Pour autant, Pierre-André conserve son "vieux" rêve de tour du monde. Il raconte : "En 2018, j'allais avoir 60 ans. C'était le cinquantenaire du Golden Globe, course qui a donné lieu au livre de Moitessier. Je ne me voyais pas fêter mon anniversaire dans mon arrière-cuisine en buvant une coupe de champagne. Je voulais le fêter en mer. Né en décembre, je me suis dit que sur un tour du monde, à ce moment je serais dans le Pacifique. C'est pas mal. J'en rêvais depuis 45 ans. En plus, c'était les 50 ans de la Longue Route."

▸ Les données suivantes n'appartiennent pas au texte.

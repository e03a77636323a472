use thiserror::Error;

use crate::crosstalk::{CalibrationKind, Coefficient};

#[derive(Error, Debug)]
pub enum FretError {
    #[error("I/O error: {0}")]
    Io(#[from] std::io::Error),

    #[error("TIFF decoding error: {0}")]
    Tiff(#[from] tiff::TiffError),

    #[error("Image format error: {0}")]
    Image(#[from] image::ImageError),

    #[error("Invalid image stack: {0}")]
    InvalidStack(String),

    #[error("Shape mismatch: expected {expected:?}, found {found:?}")]
    ShapeMismatch {
        expected: (usize, usize, usize),
        found: (usize, usize, usize),
    },

    #[error("Coefficient {coefficient} cannot be estimated from a {kind} registration")]
    ConfigurationMismatch {
        coefficient: Coefficient,
        kind: CalibrationKind,
    },

    #[error("No cell regions detected in registration '{name}'")]
    NoRegions { name: String },

    #[error("No usable samples left: {0}")]
    NoUsableSamples(String),

    #[error("Linear fit needs at least {needed} samples, got {found}")]
    InsufficientSamples { needed: usize, found: usize },

    #[error("Degenerate fit: {0}")]
    DegenerateFit(String),

    #[error("Frame index {index} out of range (total: {total})")]
    FrameIndexOutOfRange { index: usize, total: usize },

    #[error("Coefficient {0} missing from the crosstalk summary")]
    MissingCoefficient(Coefficient),

    #[error("Empty frame sequence")]
    EmptySequence,

    #[error("Pipeline error: {0}")]
    Pipeline(String),
}

pub type Result<T> = std::result::Result<T, FretError>;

Il prend alors connaissance de la première édition de la Golden Globe Race. Il prend contact avec les organisateurs, mais son bateau n'est pas éligible, pas assez vintage. L'accès à la course lui est refusé. Il décide alors de partir en parallèle et de faire son tour du monde de son côté. C'est en envoyant en révision son régulateur d'allure CapHorn développé par le navigateur Yves Gélinas, qu'il discute de son rejet de la GGR. Le marin l'informe alors de la création d'un autre tour du monde, baptisé La Longue Route.

Pour cette première édition de 2018, le départ se fait de manière individuelle, au départ d'un port situé au nord du 50° parallèle. Basé à Ouistreham, Pierre-André largue les amarres de ce port, le 28 juillet 2018.

A suivre...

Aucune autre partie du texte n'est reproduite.